To my mind , although the two actions mentioned by the plaintiffs do not constitute steps in the proceedings, they are indicative of the fact that since July 2005, the plaintiffs were awake.  And, for as long as the parties were involved in negotiations, it would have been imprudent for the plaintiffs to simultaneously take steps to prosecute the suit.  Therefore, I hold the view that the explanation tendered by the plaintiffs herein is reasonable, for the period between July 2005 and May 2006.

But even though there was no explanation for the inaction between July 2004 and July 2005, I hold the considered view that the delay was not so inordinate or excessive as to result in a situation wherein there can no longer be a fair trial.

In the case of KENYANATIONAL CORPORATION LIMITED V VIDHYA SAGAR VOHORA & ANOTHER, HCCC No. 2967/97. the HON KASANGO J. quoted with approval the following words from NJUKI GACHUGU V GITHI [1977] KLR 108:-

“…….. the plaintiff’s delay had been excessive, flagrant and inordinate; and as it had seriously prejudiced a fair trial of the action, it would be unfair and unjust to call upon the defendants to meet the plaintiff’s claim which would accordingly, be struck out.”

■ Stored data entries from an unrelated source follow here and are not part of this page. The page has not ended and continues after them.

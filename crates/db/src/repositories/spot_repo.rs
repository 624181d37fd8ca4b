//! Repository for the `spots` table (append-only).

use quietfinder_core::spot::{NewSpot, Spot};
use quietfinder_core::types::EpochMillis;

use crate::models::spot::SpotRow;
use crate::DbPool;

/// Column list for `spots` SELECT queries.
const COLUMNS: &str = "id, name, status, lat, lng, timestamp";

/// Provides query operations for spots.
pub struct SpotRepo;

impl SpotRepo {
    /// Append a spot, assigning a fresh opaque identifier.
    pub async fn insert(pool: &DbPool, spot: &NewSpot) -> Result<Spot, sqlx::Error> {
        let id = uuid::Uuid::new_v4().to_string();
        let query = format!(
            "INSERT INTO spots ({COLUMNS}) \
             VALUES (?, ?, ?, ?, ?, ?) \
             RETURNING {COLUMNS}"
        );
        let row = sqlx::query_as::<_, SpotRow>(&query)
            .bind(&id)
            .bind(&spot.name)
            .bind(spot.status.as_str())
            .bind(spot.lat)
            .bind(spot.lng)
            .bind(spot.timestamp)
            .fetch_one(pool)
            .await?;

        Spot::try_from(row).map_err(|e| sqlx::Error::Decode(Box::new(e)))
    }

    /// Materialize the whole collection, newest first.
    ///
    /// Ties on `timestamp` are broken by insertion order (latest first).
    /// Rows that cannot be decoded are skipped and logged.
    pub async fn list_newest_first(pool: &DbPool) -> Result<Vec<Spot>, sqlx::Error> {
        let query = format!("SELECT {COLUMNS} FROM spots ORDER BY timestamp DESC, seq DESC");
        let rows = sqlx::query_as::<_, SpotRow>(&query)
            .fetch_all(pool)
            .await?;

        Ok(rows
            .into_iter()
            .filter_map(|row| match Spot::try_from(row) {
                Ok(spot) => Some(spot),
                Err(e) => {
                    tracing::warn!(error = %e, "Skipping malformed spot row");
                    None
                }
            })
            .collect())
    }

    /// Total number of stored rows, including expired and malformed ones.
    pub async fn count(pool: &DbPool) -> Result<i64, sqlx::Error> {
        let (count,): (i64,) = sqlx::query_as("SELECT COUNT(*) FROM spots")
            .fetch_one(pool)
            .await?;
        Ok(count)
    }

    /// Delete spots created strictly before `cutoff`. Returns rows removed.
    pub async fn delete_older_than(pool: &DbPool, cutoff: EpochMillis) -> Result<u64, sqlx::Error> {
        let result = sqlx::query("DELETE FROM spots WHERE timestamp < ?")
            .bind(cutoff)
            .execute(pool)
            .await?;
        Ok(result.rows_affected())
    }
}
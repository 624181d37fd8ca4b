use std::str::FromStr;

use sqlx::sqlite::{SqliteConnectOptions, SqlitePoolOptions};

pub mod models;
pub mod repositories;

pub type DbPool = sqlx::SqlitePool;

/// Create a connection pool from a database URL, creating the file if needed.
pub async fn create_pool(database_url: &str) -> Result<DbPool, sqlx::Error> {
    let options = SqliteConnectOptions::from_str(database_url)?.create_if_missing(true);
    SqlitePoolOptions::new()
        .max_connections(5)
        .connect_with(options)
        .await
}

/// Create a private in-memory database.
///
/// Every SQLite connection to `:memory:` opens a separate database, so the
/// pool is pinned to a single connection that is never recycled.
pub async fn create_memory_pool() -> Result<DbPool, sqlx::Error> {
    SqlitePoolOptions::new()
        .max_connections(1)
        .min_connections(1)
        .idle_timeout(None)
        .max_lifetime(None)
        .connect("sqlite::memory:")
        .await
}

/// Verify the database is reachable.
pub async fn health_check(pool: &DbPool) -> Result<(), sqlx::Error> {
    sqlx::query("SELECT 1").execute(pool).await?;
    Ok(())
}

/// Apply the embedded migrations in `crates/db/migrations`.
pub async fn run_migrations(pool: &DbPool) -> Result<(), sqlx::migrate::MigrateError> {
    sqlx::migrate!("./migrations").run(pool).await
}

I wholly agree, that if a delay was such as described in the passage above, the suit ought to be struck out. It was for that reason that I had earlier said that it was not enough to simply look at the delay as an end in itself.

In IVTA V KYUMBU [1984] KLR 441 at 449, the HON. CHESONI J.  (as he then was) explained the position eloquently when he expressed himself thus:-

“So the test is whether the delay is prolonged and inexcusable, and if it is, can justice be done despite such delay.  Justice is justice to both the plaintiff and defendant; so both parties to the suit must be considered and the position of the judge too, because it is no easy task for the documents, and, or witnesses may be missing and evidence is weak due to the disappearance of human memory resulting from lapse of time.  The defendant must however satisfy the court that he will beprejudiced by the delay or even that the plaintiff will be prejudiced.  He must show that justice will not be done in the case due to the prolonged delay on the part of the plaintiff, before the court will exercise its discretion in his favour and dismiss the action for want of prosecution.  Thus, even if delay is prolonged, if the court is satisfied with the plaintiff’s excuse for the delay and that justice can still be done to the parties notwithstanding the delay, the action will not be dismissed, but it will be ordered that it be set down for hearing at the earliest available time.”

In this case the delay has not been so inordinate as to deprive the parties the ability to have a fair trial.  Therefore, I decline to dismiss or strike out the suit herein.

However, the plaintiffs are directed to take all necessary action to complete the pre-trial procedures such as discovery of documents and the drafting of issues, within the next THIRTY (30) DAYS.  The plaintiffs are to invite the defendant to fix trial dates within the next 45 days.

Meanwhile, the costs of the application shall be in the cause.

Although the defendant has been unsuccessful, it is through the application that the plaintiffs are being compelled to move swiftly, as they should have done in the first place.

It is so ordered.

Dated and Delivered at Nairobi this 6th day of July 2006.